This is a section of a text I’m going to be presenting at a conference in a couple of weeks. I’d appreciate comments from anyone who may happen to read it.

 

Schelling’s initial conception of naturephilosophy can be expressed by the phrase: critique of grounds. More precisely, this means distinguishing between ideal and real grounds, the confusion of which is according to Schelling characteristic of mechanistic physics. This first stage of naturephilosophical inquiry fits perfectly into the Kantian conception of critical philosophy:

The task of a philosophical science of Nature largely consists in just this, to determine the admissibility as well as the limitations of such fictions in physics, which are absolutely necessary for the continued advance of investigation and observation, and only obstruct our scientific progress when we seek to use them outside their proper limits. (Schelling 1988 : 78)

Critical naturephilosophy is thus an extension of the Critique of Judgment’s examination of the limits of validity of teleological concepts to, for example, the concepts of quality (ibid. : 21) or of force (ibid. : 175). To what extent can the subjective necessity of using these concepts for the “continued advance of investigation and observation”  be regarded as an objective determination of Nature?

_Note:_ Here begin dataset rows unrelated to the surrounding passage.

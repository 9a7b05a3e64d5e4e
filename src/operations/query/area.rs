use crate::tessellation::TriangleMesh;

/// Computes the total surface area of a triangle mesh.
///
/// Sums the areas of all triangles. For a tessellated sphere this
/// approaches `4 * pi * r^2` from below as the resolution grows.
pub struct Area<'a> {
    mesh: &'a TriangleMesh,
}

impl<'a> Area<'a> {
    /// Creates a new `Area` query.
    #[must_use]
    pub fn new(mesh: &'a TriangleMesh) -> Self {
        Self { mesh }
    }

    /// Executes the query, returning the total surface area.
    #[must_use]
    pub fn execute(&self) -> f64 {
        self.mesh
            .triangles()
            .map(|[v0, v1, v2]| (v1 - v0).cross(&(v2 - v0)).norm() * 0.5)
            .sum()
    }
}
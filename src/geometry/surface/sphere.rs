use crate::error::{GeometryError, Result};
use crate::math::{half_distance, midpoint, Point3, Vector3};

use super::{Surface, SurfaceDomain};

/// A sphere described by its center and radius.
///
/// The polar axis is +Z and longitude `u = 0` lies along +X:
///
/// `P(u, v) = center + r * (cos(v) * cos(u), cos(v) * sin(u), sin(v))`
///
/// Parameters: `u` = longitude `[0, 2*pi)`, `v` = latitude `[-pi/2, pi/2]`.
///
/// A radius of zero is a valid degenerate sphere: every parameter pair
/// evaluates to the center.
#[derive(Debug, Clone, Copy, PartialEq)]
pub struct Sphere {
    center: Point3,
    radius: f64,
}

impl Sphere {
    /// Creates a new sphere.
    ///
    /// # Errors
    ///
    /// Returns an error if the radius is negative or not finite, or if the
    /// center has a non-finite coordinate.
    pub fn new(center: Point3, radius: f64) -> Result<Self> {
        if !radius.is_finite() || radius < 0.0 {
            return Err(GeometryError::InvalidRadius(radius).into());
        }
        if !center.coords.iter().all(|c| c.is_finite()) {
            return Err(GeometryError::NonFinitePoint(center).into());
        }
        Ok(Self { center, radius })
    }

    /// Creates the sphere whose diameter is the segment `p0`–`p1`.
    ///
    /// The center is the midpoint and the radius is half the Euclidean
    /// distance. Coincident points give a zero radius.
    ///
    /// # Errors
    ///
    /// Returns an error if either point has a non-finite coordinate.
    pub fn from_diameter(p0: &Point3, p1: &Point3) -> Result<Self> {
        Self::new(midpoint(p0, p1), half_distance(p0, p1))
    }

    /// Returns the center of the sphere.
    #[must_use]
    pub fn center(&self) -> &Point3 {
        &self.center
    }

    /// Returns the radius.
    #[must_use]
    pub fn radius(&self) -> f64 {
        self.radius
    }

    /// Returns `true` if the sphere has collapsed to a single point.
    #[must_use]
    pub fn is_degenerate(&self) -> bool {
        self.radius <= 0.0
    }

    /// Returns the enclosed volume, `4/3 * pi * r^3`.
    #[must_use]
    pub fn volume(&self) -> f64 {
        4.0 / 3.0 * std::f64::consts::PI * self.radius.powi(3)
    }

    /// Returns the surface area, `4 * pi * r^2`.
    #[must_use]
    pub fn area(&self) -> f64 {
        4.0 * std::f64::consts::PI * self.radius * self.radius
    }
}

impl Surface for Sphere {
    fn evaluate(&self, u: f64, v: f64) -> Point3 {
        self.center + self.normal(u, v) * self.radius
    }

    fn normal(&self, u: f64, v: f64) -> Vector3 {
        let cv = v.cos();
        Vector3::new(cv * u.cos(), cv * u.sin(), v.sin())
    }

    fn domain(&self) -> SurfaceDomain {
        SurfaceDomain::new(
            0.0,
            std::f64::consts::TAU,
            -std::f64::consts::FRAC_PI_2,
            std::f64::consts::FRAC_PI_2,
        )
    }
}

An example from Kant’s Metaphysical Foundations of Natural Science helps to make clear the distinction between real and ideal grounds. Against the atomists, Kant argues that matter “fills a space, not through its mere existence, but through a particular moving force” (Kant 2002 : 210) that prevents other “movables” from entering that space; to which he makes the atomist object that we need not posit any such force because it is simply contradictory for two matters to occupy the same space. “But,” Kant replies,“the principle of noncontradiction does not repel a matter advancing to penetrate into a space where another is found” (ibid.). That two matters occupying the same space would be contradictory is a reason for us to hold that this is impossible (ideal ground), but this fact as such has no effect in reality; only a “particular moving force” (real ground) can prevent this state of affairs from coming about.

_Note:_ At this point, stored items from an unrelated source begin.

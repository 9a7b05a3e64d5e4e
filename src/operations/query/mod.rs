mod area;
mod bounding_box;
mod volume;

pub use area::Area;
pub use bounding_box::{Aabb, BoundingBox};
pub use volume::Volume;
impl SphereModule {
    /// Creates a module for a host offering the given UI affordances.
    #[must_use]
    pub fn new(capabilities: UiCapabilities) -> Self {
        Self {
            capabilities,
            tessellation: TessellationParams::default(),
            params: None,
            entered: false,
            observation: None,
            center_of_mass_text: None,
            error_message: None,
        }
    }

    /// Sets custom tessellation parameters for generated spheres.
    #[must_use]
    pub fn with_tessellation(mut self, params: TessellationParams) -> Self {
        self.tessellation = params;
        self
    }

    /// Returns the UI affordances this module was built for.
    #[must_use]
    pub fn capabilities(&self) -> UiCapabilities {
        self.capabilities
    }

    /// Returns the current parameters, if initialized.
    #[must_use]
    pub fn parameters(&self) -> Option<&ModuleParameters> {
        self.params.as_ref()
    }

    /// Returns `true` while the module is shown to the user.
    #[must_use]
    pub fn is_entered(&self) -> bool {
        self.entered
    }

    /// Returns the last center of mass label text.
    #[must_use]
    pub fn center_of_mass_text(&self) -> Option<&str> {
        self.center_of_mass_text.as_deref()
    }

    /// Returns the message describing the last failed apply.
    #[must_use]
    pub fn error_message(&self) -> Option<&str> {
        self.error_message.as_deref()
    }

    /// Returns `true` if point edits are currently being observed.
    #[must_use]
    pub fn is_observing(&self) -> bool {
        self.observation.is_some()
    }

    // --- Lifecycle ---

    /// Called each time the user opens the module.
    pub fn enter(&mut self, scene: &mut Scene) {
        self.entered = true;
        self.initialize_parameters(scene);
    }

    /// Called each time the user switches to another module.
    ///
    /// Auto-update keeps running while the module is hidden.
    pub fn exit(&mut self) {
        self.entered = false;
    }

    /// Called when the module is destroyed. Stops observing point edits.
    pub fn cleanup(&mut self, scene: &mut Scene) {
        self.stop_observing(scene);
    }

    /// Called just before the scene is closed. Parameters are dropped.
    pub fn on_scene_start_close(&mut self, scene: &mut Scene) {
        self.stop_observing(scene);
        self.params = None;
    }

    /// Called just after the scene is closed.
    pub fn on_scene_end_close(&mut self, scene: &mut Scene) {
        if self.entered {
            self.initialize_parameters(scene);
        }
    }

    /// Ensures parameters exist and fills in default selections.
    ///
    /// An unset input picks the first markups node in the scene; an unset
    /// output gets a new model node named [`DEFAULT_OUTPUT_NAME`].
    pub fn initialize_parameters(&mut self, scene: &mut Scene) {
        let params = self.params.get_or_insert_with(ModuleParameters::default);
        if params.input_markups.is_none() {
            params.input_markups = scene.first_markups();
        }
        if params.output_model.is_none() {
            params.output_model = Some(scene.add_model(DEFAULT_OUTPUT_NAME));
        }
        let auto_update = params.auto_update();

        if auto_update && self.capabilities.auto_update_toggle {
            // Reattach after a reload; the observed node may have changed
            if let Err(e) = self.set_auto_update(scene, true) {
                warn!(error = %e, "could not restore auto-update");
            }
        }
    }

    // --- Parameter edits ---

    fn params_mut(&mut self) -> Result<&mut ModuleParameters> {
        self.params
            .as_mut()
            .ok_or_else(|| InputError::Missing("parameter node").into())
    }

    /// Selects the markups node supplying points.
    ///
    /// # Errors
    ///
    /// Returns an error if the parameters are not initialized.
    pub fn select_input(&mut self, scene: &mut Scene, input: Option<NodeId>) -> Result<()> {
        let params = self.params_mut()?;
        params.input_markups = input;
        let auto_update = params.auto_update();
        self.set_auto_update(scene, auto_update)?;
        Ok(())
    }

    /// Selects the model node receiving the sphere.
    ///
    /// # Errors
    ///
    /// Returns an error if the parameters are not initialized.
    pub fn select_output(&mut self, output: Option<NodeId>) -> Result<()> {
        self.params_mut()?.output_model = output;
        Ok(())
    }

    /// Sets the image threshold, applied as model opacity.
    ///
    /// # Errors
    ///
    /// Returns an error if the parameters are not initialized or `value` is
    /// outside `[0, 1]`.
    pub fn set_image_threshold(&mut self, value: f64) -> Result<()> {
        self.params_mut()?.set_image_threshold(value)
    }

    /// Turns automatic recomputation on point edits on or off.
    ///
    /// Returns whether point edits are observed afterwards. Enabling has no
    /// effect when the host offers no auto-update toggle; observation only
    /// starts once an input markups node is selected.
    ///
    /// # Errors
    ///
    /// Returns an error if the parameters are not initialized.
    pub fn set_auto_update(&mut self, scene: &mut Scene, enabled: bool) -> Result<bool> {
        let enabled = enabled && self.capabilities.auto_update_toggle;
        let params = self.params_mut()?;
        params.set_auto_update(enabled);
        let input = params.input_markups;

        self.stop_observing(scene);
        if let (true, Some(node)) = (enabled, input) {
            match scene.subscribe(node) {
                Ok(subscription) => {
                    debug!(?node, "observing point edits");
                    self.observation = Some(Observation { node, subscription });
                }
                Err(e) => warn!(?node, error = %e, "cannot observe input"),
            }
        }
        Ok(self.is_observing())
    }

    fn stop_observing(&mut self, scene: &mut Scene) {
        if let Some(obs) = self.observation.take() {
            debug!(node = ?obs.node, "stopped observing point edits");
            scene.unsubscribe(obs.subscription);
        }
    }

    // --- Actions ---

    /// Reports whether apply can run: both an input and an output must be
    /// selected.
    #[must_use]
    pub fn apply_state(&self) -> ApplyState {
        let ready = self
            .params
            .as_ref()
            .is_some_and(|p| p.input_markups.is_some() && p.output_model.is_some());
        ApplyState {
            enabled: ready,
            tooltip: if ready {
                APPLY_TOOLTIP
            } else {
                APPLY_DISABLED_TOOLTIP
            },
        }
    }

    /// Generates the sphere from the selected input into the selected output.
    ///
    /// An output selection that cannot hold geometry is replaced by a new
    /// model node first. On success the center of mass label is refreshed;
    /// on failure [`Self::error_message`] describes the problem.
    ///
    /// # Errors
    ///
    /// Returns an error if no input is selected, fewer than two points are
    /// available, or the opacity is out of range.
    pub fn apply(&mut self, scene: &mut Scene) -> Result<Processed> {
        let result = self.run(scene);
        match &result {
            Ok(processed) => {
                self.error_message = None;
                if self.capabilities.center_of_mass_label {
                    self.center_of_mass_text = Some(format_center_of_mass(&processed.center_of_mass));
                }
            }
            Err(e) => {
                warn!(error = %e, "sphere update failed");
                self.error_message = Some(format!("Error updating the sphere: {e}"));
            }
        }
        result
    }

    fn run(&mut self, scene: &mut Scene) -> Result<Processed> {
        let tessellation = self.tessellation;
        let params = self.params_mut()?;

        let output = scene.ensure_valid_target(params.output_model, DEFAULT_OUTPUT_NAME);
        params.output_model = Some(output);

        let source: Option<&dyn PointSource> = params
            .input_markups
            .and_then(|id| scene.markups(id).ok())
            .map(|m| m as &dyn PointSource);
        let processed = Process::new(params.image_threshold())
            .with_params(tessellation)
            .execute(source)?;

        scene.store(output, processed.mesh.clone())?;
        info!(
            radius = processed.sphere.radius(),
            vertices = processed.mesh.mesh.vertex_count(),
            "sphere model updated"
        );
        Ok(processed)
    }

    /// Processes pending scene events.
    ///
    /// Takes the events of this module's subscription, leaving other
    /// subscribers' events queued. If auto-update is on and any of them
    /// reports an edit of the observed input, the sphere is regenerated once.
    /// Returns the outcome of that regeneration, or `None` if nothing ran.
    pub fn handle_events(&mut self, scene: &mut Scene) -> Option<Result<Processed>> {
        let obs = self.observation?;
        let events = scene.take_events(obs.subscription);
        let auto_update = self.params.as_ref().is_some_and(ModuleParameters::auto_update);

        let touched = events
            .iter()
            .any(|event| matches!(event, SceneEvent::PointsModified { node, .. } if *node == obs.node));
        if !(auto_update && touched) {
            return None;
        }
        debug!(node = ?obs.node, "input points changed, regenerating sphere");
        Some(self.apply(scene))
    }
}
use crate::error::{ParameterError, Result};

use super::TriangleMesh;

/// Default model color (light blue).
pub const DEFAULT_COLOR: [f64; 3] = [0.1, 0.6, 0.9];

/// Default outline thickness where the model crosses a 2D slice view.
pub const DEFAULT_SLICE_INTERSECTION_THICKNESS: u32 = 2;

/// Display properties attached to a generated mesh.
#[derive(Debug, Clone, Copy, PartialEq)]
pub struct DisplayStyle {
    color: [f64; 3],
    opacity: f64,
    slice_intersection_thickness: u32,
    visible: bool,
    visible_2d: bool,
}

impl DisplayStyle {
    /// Creates the default sphere style with the given opacity.
    ///
    /// # Errors
    ///
    /// Returns an error if `opacity` is outside `[0, 1]`.
    pub fn with_opacity(opacity: f64) -> Result<Self> {
        if !(0.0..=1.0).contains(&opacity) {
            return Err(ParameterError::OutOfRange {
                parameter: "opacity",
                value: opacity,
                min: 0.0,
                max: 1.0,
            }
            .into());
        }
        Ok(Self {
            color: DEFAULT_COLOR,
            opacity,
            slice_intersection_thickness: DEFAULT_SLICE_INTERSECTION_THICKNESS,
            visible: true,
            visible_2d: true,
        })
    }

    /// Returns the RGB color, each channel in `[0, 1]`.
    #[must_use]
    pub fn color(&self) -> [f64; 3] {
        self.color
    }

    /// Returns the opacity in `[0, 1]`.
    #[must_use]
    pub fn opacity(&self) -> f64 {
        self.opacity
    }

    /// Returns the slice intersection outline thickness in pixels.
    #[must_use]
    pub fn slice_intersection_thickness(&self) -> u32 {
        self.slice_intersection_thickness
    }

    /// Returns whether the model is shown in 3D views.
    #[must_use]
    pub fn visible(&self) -> bool {
        self.visible
    }

    /// Returns whether the model is shown in 2D slice views.
    #[must_use]
    pub fn visible_2d(&self) -> bool {
        self.visible_2d
    }
}

/// A renderable mesh together with its display style.
#[derive(Debug, Clone, PartialEq)]
pub struct MeshDescriptor {
    /// The tessellated geometry.
    pub mesh: TriangleMesh,
    /// How the geometry should be displayed.
    pub style: DisplayStyle,
}

impl MeshDescriptor {
    /// Bundles a mesh with a display style.
    #[must_use]
    pub fn new(mesh: TriangleMesh, style: DisplayStyle) -> Self {
        Self { mesh, style }
    }
}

The first edition (1797) of Schelling’s Ideas for a Philosophy of Nature can be regarded as largely devoted to this critical naturephilosophy, but to the second edition in 1803 Schelling adds the subtitle “as Introduction to the Study of this Science” (Schelling 1988 : 3 n. 1), suggesting that critical naturephilosophy should be regarded simply as an introduction to the science of naturephilosophy itself. It is now necessary to separate ideal from real grounds not only because the former “obstruct our scientific progress when we seek to use them outside their proper limits”, but also in order to make possible a science of real ground as such, naturephilosophy proper. Since what distinguishes real from ideal grounds is that though the latter provide an explanation of what they ground, they do not themselves produce it, the essence of real ground is seen to be productivity. Naturephilosophy as science of real ground therefore means the science of productivity.

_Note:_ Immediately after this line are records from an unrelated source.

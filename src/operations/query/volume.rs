use crate::tessellation::TriangleMesh;

/// Computes the volume enclosed by a closed triangle mesh.
///
/// Uses the signed tetrahedron method: for each triangle, computes
/// `(1/6) * v0 . (v1 x v2)` and sums over all triangles. The mesh must be
/// closed and consistently wound; the absolute value is returned.
pub struct Volume<'a> {
    mesh: &'a TriangleMesh,
}

impl<'a> Volume<'a> {
    /// Creates a new `Volume` query.
    #[must_use]
    pub fn new(mesh: &'a TriangleMesh) -> Self {
        Self { mesh }
    }

    /// Executes the query, returning the enclosed volume.
    #[must_use]
    pub fn execute(&self) -> f64 {
        let signed: f64 = self
            .mesh
            .triangles()
            .map(|[v0, v1, v2]| v0.coords.dot(&v1.coords.cross(&v2.coords)))
            .sum();
        signed.abs() / 6.0
    }
}
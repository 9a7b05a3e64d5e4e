mod sphere;

pub use sphere::Sphere;

use crate::math::{Point3, Vector3};

/// Parameter domain for a surface.
#[derive(Debug, Clone, Copy, PartialEq)]
pub struct SurfaceDomain {
    /// Start of the U parameter range.
    pub u_min: f64,
    /// End of the U parameter range.
    pub u_max: f64,
    /// Start of the V parameter range.
    pub v_min: f64,
    /// End of the V parameter range.
    pub v_max: f64,
}

impl SurfaceDomain {
    /// Creates a new surface domain.
    #[must_use]
    pub fn new(u_min: f64, u_max: f64, v_min: f64, v_max: f64) -> Self {
        Self {
            u_min,
            u_max,
            v_min,
            v_max,
        }
    }
}

/// Trait for parametric surfaces in 3D space.
///
/// Evaluation is total over the domain: degenerate surfaces (such as a
/// zero-radius sphere) still evaluate to valid points.
pub trait Surface {
    /// Evaluates the surface at parameters `(u, v)`, returning the 3D point.
    fn evaluate(&self, u: f64, v: f64) -> Point3;

    /// Computes the outward unit normal at parameters `(u, v)`.
    fn normal(&self, u: f64, v: f64) -> Vector3;

    /// Returns the parameter domain of the surface.
    fn domain(&self) -> SurfaceDomain;
}
use crate::error::{InputError, Result};
use crate::geometry::Sphere;
use crate::source::PointSource;

use super::CenterOfMass;

/// Number of points needed to define a sphere by its diameter.
pub const MIN_FIT_POINTS: usize = 2;

/// Fits a sphere whose diameter is the segment between the first two points.
///
/// Only points 0 and 1 participate; any further points are ignored.
pub struct FitSphere<'a> {
    source: &'a dyn PointSource,
}

impl<'a> FitSphere<'a> {
    /// Creates a new `FitSphere` operation.
    #[must_use]
    pub fn new(source: &'a dyn PointSource) -> Self {
        Self { source }
    }

    /// Executes the fit. Emits no tracing events.
    ///
    /// # Errors
    ///
    /// Returns [`InputError::Insufficient`] if the source holds fewer than
    /// two points, or a geometry error if a point is not finite.
    pub fn execute(&self) -> Result<Sphere> {
        let found = self.source.count();
        let (Some(p0), Some(p1)) = (self.source.point_at(0), self.source.point_at(1)) else {
            return Err(InputError::Insufficient {
                required: MIN_FIT_POINTS,
                found,
                center_of_mass: CenterOfMass::new(self.source).mean(),
            }
            .into());
        };
        Sphere::from_diameter(&p0, &p1)
    }
}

This science of productivity is developed systematically in the 1799 text “On the concept of speculative physics and the internal organization of a system of this science” (Schelling 2004; references by page number alone are to this text.). Speculative physics means a system of the concepts of natural science — not only physics in our modern sense but also chemistry and biology —  with productivity as its principle. The concept of productivity, as principle, must itself be made to produce all concepts of what is productive, i.e. all real grounds.

Speculative physics is distinguished from its empirical counterpart in that the latter can treat only of mechanical motion, that is, motion which itself “results only from motion” (195), whereas the former “occupies itself solely and entirely with the original causes of motion in Nature”; or more generally, empirical physics can derive the phenomena of Nature only from other already-existing things, whereas speculative physics “aims generally at the inner clockwork and what is nonobjective in Nature” (196), the unconditioned or “unthinged” (unbedingte) that is the condition of every thing (Ding): “the first inquiry of speculative physics is that which relates to the unconditioned in natural science” (202).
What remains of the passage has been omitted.